Abstract
In the real open world, data tends to follow long-tailed class distributions, motivating the well-studied long-tailed recognition (LTR) problem. Naive training produces models that are biased toward common classes in terms of higher accuracy. The key to addressing LTR is to balance various aspects including data distribution, training losses, and gradients in learning. We explore an orthogonal direction, weight balancing, motivated by the empirical observation that the naively trained classifier has “artificially” larger weights in norm for common classes (because there exists abundant data to train them, unlike the rare classes). We investigate three techniques to balance weights, L2-normalization, weight decay, and MaxNorm. We first point out that L2-normalization “perfectly” balances per-class weights to be unit norm, but such a hard constraint might prevent classes from learning better classifiers. In contrast, weight decay penalizes larger weights more heavily and so learns small balanced weights; the MaxNorm constraint encourages growing small weights within a norm ball but caps all the weights by the radius. Our extensive study shows that both help learn balanced weights and greatly improve the LTR accuracy.
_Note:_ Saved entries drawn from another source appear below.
//! Direct pairwise gravity (O(N²) implementation)

use crate::forces::{ForceModel, G, SOFTENING};
use crate::state::SystemState;
use nalgebra::Vector3;

/// Direct O(N²) gravitational force computation
///
/// Visits each unordered pair of living bodies exactly once and applies an
/// equal and opposite force to both. Squared separations are softened by an
/// additive term so coincident bodies never divide by zero.
///
/// # Examples
///
/// ```
/// use nbody::forces::{DirectGravity, ForceModel};
/// use nbody::state::SystemState;
/// use nalgebra::{Point3, Vector3};
///
/// let mut system = SystemState::new();
/// system.add_body(5.0, 1.0, Point3::origin(), Vector3::zeros()).unwrap();
/// system.add_body(5.0, 1.0, Point3::origin(), Vector3::zeros()).unwrap();
///
/// // Coincident bodies stay finite
/// let accel = DirectGravity::new().accelerations(&system);
/// assert!(accel.iter().all(|a| a.iter().all(|c| c.is_finite())));
/// ```
#[derive(Debug, Clone, Copy, PartialEq)]
pub struct DirectGravity {
    /// Gravitational constant in simulation units
    pub g: f64,
    /// Additive term on squared separation (world units²)
    pub softening: f64,
}

impl DirectGravity {
    /// Creates a direct gravity force with the default constant and softening
    pub fn new() -> Self {
        Self {
            g: G,
            softening: SOFTENING,
        }
    }

    /// Creates a direct gravity force with explicit constants
    ///
    /// # Arguments
    ///
    /// * `g` - Gravitational constant in simulation units
    /// * `softening` - Additive term on squared separation
    ///
    /// # Examples
    ///
    /// ```
    /// use nbody::forces::DirectGravity;
    ///
    /// let gravity = DirectGravity::with_constants(0.5, 0.1);
    /// assert_eq!(gravity.g, 0.5);
    /// ```
    pub fn with_constants(g: f64, softening: f64) -> Self {
        Self { g, softening }
    }

    /// Force exerted on body `i` by body `j`, given `r = pos_j - pos_i`
    ///
    /// Zero when the bodies coincide: there is no direction to pull along.
    pub fn pair_force(&self, r: &Vector3<f64>, m_i: f64, m_j: f64) -> Vector3<f64> {
        let d2 = r.magnitude_squared() + self.softening;
        let magnitude = self.g * m_i * m_j / d2;
        r.try_normalize(f64::EPSILON)
            .map(|dir| dir * magnitude)
            .unwrap_or_else(Vector3::zeros)
    }
}

impl Default for DirectGravity {
    fn default() -> Self {
        Self::new()
    }
}

impl ForceModel for DirectGravity {
    fn accelerations(&self, state: &SystemState) -> Vec<Vector3<f64>> {
        let bodies = &state.bodies;
        let mut acceleration = vec![Vector3::zeros(); bodies.len()];

        for i in 0..bodies.len() {
            if !bodies[i].alive {
                continue;
            }
            for j in (i + 1)..bodies.len() {
                if !bodies[j].alive {
                    continue;
                }
                let (a, b) = (&bodies[i], &bodies[j]);
                let force = self.pair_force(&(b.position - a.position), a.mass, b.mass);

                // Newton's third law: equal and opposite
                acceleration[i] += force / a.mass;
                acceleration[j] -= force / b.mass;
            }
        }

        acceleration
    }

    fn potential_energy(&self, state: &SystemState) -> f64 {
        let alive: Vec<_> = state.alive_bodies().collect();

        alive
            .iter()
            .enumerate()
            .flat_map(|(i, a)| {
                alive[i + 1..].iter().map(move |b| {
                    let d = ((a.position - b.position).magnitude_squared() + self.softening).sqrt();
                    -self.g * a.mass * b.mass / d
                })
            })
            .sum()
    }
}
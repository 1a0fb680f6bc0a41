//! The frame driver
//!
//! [`Simulation`] owns the free-body system, the agent roster, the particle
//! effects and the random stream they share. Each call to
//! [`Simulation::advance`] runs one frame in a fixed order:
//!
//! 1. agents update (targeting, movement, firing, drone launches) and move
//!    their own projectiles;
//! 2. projectiles are hit-tested against agents;
//! 3. gravity integrates the living bodies;
//! 4. overlapping bodies are destroyed in pairs;
//! 5. explosion particles age.

use crate::config::{IntegratorKind, SimConfig};
use crate::effects::{ExplosionSystem, Particle};
use crate::error::SimError;
use crate::events::{ExplosionCause, FrameReport, SimEvent};
use crate::spawn::{AgentSpawn, BodySpawn};
use combat::{Agent, AgentId, AgentRoster, BehaviorKind};
use nbody::collisions::handle_collisions;
use nbody::forces::{DirectGravity, ForceModel};
use nbody::integrator::{Integrator, Leapfrog, SemiImplicitEuler};
use nbody::{Body, BodyId, SystemState};
use rand::SeedableRng;
use rand_chacha::ChaChaRng;
use tracing::{debug, trace, warn};

fn integrator(kind: IntegratorKind) -> &'static dyn Integrator {
    match kind {
        IntegratorKind::SemiImplicitEuler => &SemiImplicitEuler,
        IntegratorKind::Leapfrog => &Leapfrog,
    }
}

pub struct Simulation {
    config: SimConfig,
    state: SystemState,
    gravity: DirectGravity,
    roster: AgentRoster,
    effects: ExplosionSystem,
    rng: ChaChaRng,
}

impl Default for Simulation {
    fn default() -> Self {
        Self::build(SimConfig::default())
    }
}

impl Simulation {
    /// Creates an empty scene
    ///
    /// # Errors
    ///
    /// Returns [`SimError::Config`] if `config` fails validation.
    ///
    /// # Examples
    ///
    /// ```
    /// use solar_sim::{SimConfig, Simulation};
    ///
    /// let sim = Simulation::new(SimConfig::default()).unwrap();
    /// assert!(sim.bodies().is_empty());
    /// assert!(sim.agents().is_empty());
    /// ```
    pub fn new(config: SimConfig) -> Result<Self, SimError> {
        config.validate()?;
        Ok(Self::build(config))
    }

    fn build(config: SimConfig) -> Self {
        Simulation {
            gravity: DirectGravity::with_constants(config.gravity.g, config.gravity.softening),
            state: SystemState::new(),
            roster: AgentRoster::new(),
            effects: ExplosionSystem::new(config.effects),
            rng: ChaChaRng::seed_from_u64(config.seed),
            config,
        }
    }

    pub fn config(&self) -> &SimConfig {
        &self.config
    }

    pub fn time(&self) -> f64 {
        self.state.time
    }

    /// Adds a free body
    ///
    /// # Examples
    ///
    /// ```
    /// use solar_sim::Simulation;
    /// use solar_sim::spawn::BodySpawn;
    /// use nalgebra::Point3;
    ///
    /// let mut sim = Simulation::default();
    /// let id = sim.spawn_body(BodySpawn::planet(Point3::new(0.0, 0.0, -10.0), 1.0)).unwrap();
    /// assert!(sim.body(id).unwrap().alive);
    /// assert!(sim.spawn_body(BodySpawn::planet(Point3::origin(), -1.0)).is_err());
    /// ```
    pub fn spawn_body(&mut self, spawn: BodySpawn) -> Result<BodyId, SimError> {
        self.state
            .add_body(spawn.mass, spawn.radius, spawn.position, spawn.velocity)
            .map_err(|err| {
                warn!(%err, "rejected body spawn");
                err.into()
            })
    }

    /// Adds a ship
    ///
    /// The ship starts `Loading` unless `combat.instantLoad` is set; call
    /// [`mark_agent_loaded`](Self::mark_agent_loaded) once its model is ready.
    pub fn spawn_agent(&mut self, spawn: AgentSpawn) -> Result<AgentId, SimError> {
        self.roster.spawn(spawn, &self.config.combat).map_err(|err| {
            warn!(%err, kind = spawn.kind.label(), "rejected agent spawn");
            err.into()
        })
    }

    /// Loading → Active. `Ok(false)` if the agent was not loading.
    pub fn mark_agent_loaded(&mut self, id: AgentId) -> Result<bool, SimError> {
        let agent = self.roster.get_mut(id).ok_or(SimError::UnknownAgent(id.0))?;
        Ok(agent.mark_loaded())
    }

    /// Destroys an agent outside of combat. `Ok(false)` if already destroyed.
    pub fn destroy_agent(&mut self, id: AgentId) -> Result<bool, SimError> {
        let agent = self.roster.get_mut(id).ok_or(SimError::UnknownAgent(id.0))?;
        Ok(agent.destroy())
    }

    /// Runs one frame of `dt` seconds
    ///
    /// # Errors
    ///
    /// [`SimError::InvalidTimestep`] for a negative or non-finite `dt`; the
    /// scene is left untouched.
    pub fn advance(&mut self, dt: f64) -> Result<FrameReport, SimError> {
        if !(dt.is_finite() && dt >= 0.0) {
            warn!(dt, "rejected timestep");
            return Err(SimError::InvalidTimestep(dt));
        }
        let mut events = Vec::new();

        for launch in self.roster.update(dt, &self.config.combat, &mut self.rng) {
            events.push(SimEvent::AgentSpawned {
                agent: launch.drone,
                kind: BehaviorKind::Drone,
                owner: Some(launch.carrier),
                position: launch.position,
            });
        }

        for hit in self.roster.hit_test(self.config.combat.hit_radius) {
            events.push(SimEvent::HealthChanged {
                agent: hit.target,
                current: hit.health.current,
                max: hit.health.max,
            });
            if hit.destroyed {
                debug!(agent = hit.target.0, by = hit.attacker.0, "agent killed");
                events.push(SimEvent::AgentDestroyed {
                    agent: hit.target,
                    by: Some(hit.attacker),
                });
                events.push(SimEvent::Explosion {
                    point: hit.position,
                    cause: ExplosionCause::Kill { agent: hit.target },
                });
                self.effects.burst(hit.position, &mut self.rng);
            }
        }

        integrator(self.config.gravity.integrator).step(&mut self.state, dt, &self.gravity);

        for explosion in handle_collisions(&mut self.state) {
            events.push(SimEvent::BodyDestroyed {
                body: explosion.body_a,
            });
            events.push(SimEvent::BodyDestroyed {
                body: explosion.body_b,
            });
            events.push(SimEvent::Explosion {
                point: explosion.point,
                cause: ExplosionCause::Collision {
                    body_a: explosion.body_a,
                    body_b: explosion.body_b,
                },
            });
            self.effects.burst(explosion.point, &mut self.rng);
        }

        self.effects.step(dt);

        trace!(
            time = self.state.time,
            bodies = self.state.alive_count(),
            agents = self.roster.alive_count(),
            particles = self.effects.particles().len(),
            events = events.len(),
            "frame"
        );
        Ok(FrameReport {
            time: self.state.time,
            events,
        })
    }

    /// Every body ever spawned, including destroyed ones
    pub fn bodies(&self) -> &[Body] {
        &self.state.bodies
    }

    /// Every agent ever spawned, including destroyed ones
    pub fn agents(&self) -> &[Agent] {
        self.roster.agents()
    }

    pub fn particles(&self) -> &[Particle] {
        self.effects.particles()
    }

    pub fn body(&self, id: BodyId) -> Result<&Body, SimError> {
        self.state.get_body(id).ok_or(SimError::UnknownBody(id.0))
    }

    pub fn agent(&self, id: AgentId) -> Result<&Agent, SimError> {
        self.roster.get(id).ok_or(SimError::UnknownAgent(id.0))
    }

    /// Kinetic plus softened potential energy of the living bodies
    pub fn total_energy(&self) -> f64 {
        self.state.kinetic_energy() + self.gravity.potential_energy(&self.state)
    }
}
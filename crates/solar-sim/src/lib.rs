//! Solar-system skirmish simulation.
//!
//! Planets dropped into the scene pull on each other and explode on contact.
//! Ships pick the nearest enemy, fire volleys and launch drones. This crate
//! drives both layers frame by frame and reports what happened so a renderer
//! can draw it.

pub mod config;
pub mod effects;
pub mod error;
pub mod events;
pub mod placement;
pub mod simulation;
pub mod spawn;

pub use config::SimConfig;
pub use error::{ConfigError, SimError};
pub use events::{ExplosionCause, FrameReport, SimEvent};
pub use simulation::Simulation;
pub use spawn::{AgentSpawn, BodySpawn};

#[cfg(test)]
mod effects_test;
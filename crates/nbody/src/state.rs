use crate::body::{Body, BodyId};
use nalgebra::{Point3, Vector3};
use thiserror::Error;
use tracing::debug;

/// Reasons a body can be refused at spawn time
#[derive(Debug, Clone, PartialEq, Error)]
pub enum SpawnError {
    #[error("body mass must be positive and finite, got {0}")]
    InvalidMass(f64),
    #[error("body radius must be non-negative and finite, got {0}")]
    InvalidRadius(f64),
    #[error("body position and velocity must be finite")]
    NonFiniteKinematics,
}

/// The roster of free bodies at a given time
///
/// Bodies are only ever appended. Destruction tombstones a body in place so
/// that [`BodyId`]s, which are roster indices, never shift.
#[derive(Debug, Clone, Default)]
pub struct SystemState {
    /// Current simulation time in seconds
    pub time: f64,
    /// Every body ever spawned, living or dead
    pub bodies: Vec<Body>,
}

impl SystemState {
    /// Creates an empty system at t = 0
    ///
    /// # Examples
    ///
    /// ```
    /// use nbody::state::SystemState;
    ///
    /// let system = SystemState::new();
    /// assert_eq!(system.body_count(), 0);
    /// assert_eq!(system.time, 0.0);
    /// ```
    pub fn new() -> Self {
        Self::default()
    }

    /// Adds a new body to the system and returns its ID
    ///
    /// # Arguments
    ///
    /// * `mass` - Body mass, strictly positive
    /// * `radius` - Collision radius, non-negative
    /// * `position` - World-space position
    /// * `velocity` - Initial velocity
    ///
    /// # Errors
    ///
    /// Returns a [`SpawnError`] if any argument is out of range; the roster
    /// is left untouched.
    ///
    /// # Examples
    ///
    /// ```
    /// use nbody::state::SystemState;
    /// use nalgebra::{Point3, Vector3};
    ///
    /// let mut system = SystemState::new();
    /// let id = system
    ///     .add_body(5.0, 1.0, Point3::new(0.0, 0.0, -10.0), Vector3::zeros())
    ///     .unwrap();
    ///
    /// assert_eq!(id.0, 0);
    /// assert!(system.add_body(0.0, 1.0, Point3::origin(), Vector3::zeros()).is_err());
    /// ```
    pub fn add_body(
        &mut self,
        mass: f64,
        radius: f64,
        position: Point3<f64>,
        velocity: Vector3<f64>,
    ) -> Result<BodyId, SpawnError> {
        if !(mass.is_finite() && mass > 0.0) {
            return Err(SpawnError::InvalidMass(mass));
        }
        if !(radius.is_finite() && radius >= 0.0) {
            return Err(SpawnError::InvalidRadius(radius));
        }
        if !(position.coords.iter().all(|c| c.is_finite())
            && velocity.iter().all(|c| c.is_finite()))
        {
            return Err(SpawnError::NonFiniteKinematics);
        }

        let id = BodyId(self.bodies.len() as u32);
        self.bodies.push(Body {
            id,
            mass,
            radius,
            position,
            velocity,
            alive: true,
        });
        debug!(body = id.0, mass, radius, "spawned free body");
        Ok(id)
    }

    pub fn get_body(&self, id: BodyId) -> Option<&Body> {
        self.bodies.get(id.index())
    }

    pub fn get_body_mut(&mut self, id: BodyId) -> Option<&mut Body> {
        self.bodies.get_mut(id.index())
    }

    /// Number of bodies in the roster, including tombstones
    pub fn body_count(&self) -> usize {
        self.bodies.len()
    }

    pub fn alive_count(&self) -> usize {
        self.alive_bodies().count()
    }

    pub fn alive_bodies(&self) -> impl Iterator<Item = &Body> {
        self.bodies.iter().filter(|b| b.alive)
    }

    /// Total mass of living bodies
    pub fn total_mass(&self) -> f64 {
        self.alive_bodies().map(|b| b.mass).sum()
    }

    /// Total momentum of living bodies
    ///
    /// Gravity alone leaves this unchanged, which makes it a cheap drift check.
    pub fn total_momentum(&self) -> Vector3<f64> {
        self.alive_bodies()
            .map(|b| b.momentum())
            .fold(Vector3::zeros(), |acc, p| acc + p)
    }

    pub fn kinetic_energy(&self) -> f64 {
        self.alive_bodies().map(|b| b.kinetic_energy()).sum()
    }
}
Surprisingly, weight decay, although underexplored in LTR, significantly improves over prior work. Therefore, we adopt a two-stage training paradigm and propose a simple approach to LTR: (1) learning features using the cross-entropy loss by tuning weight decay, and (2) learning classifiers using class-balanced loss by tuning weight decay and MaxNorm. Our approach achieves the state-of-the-art accuracy on five standard benchmarks, serving as a future baseline for long-tailed recognition.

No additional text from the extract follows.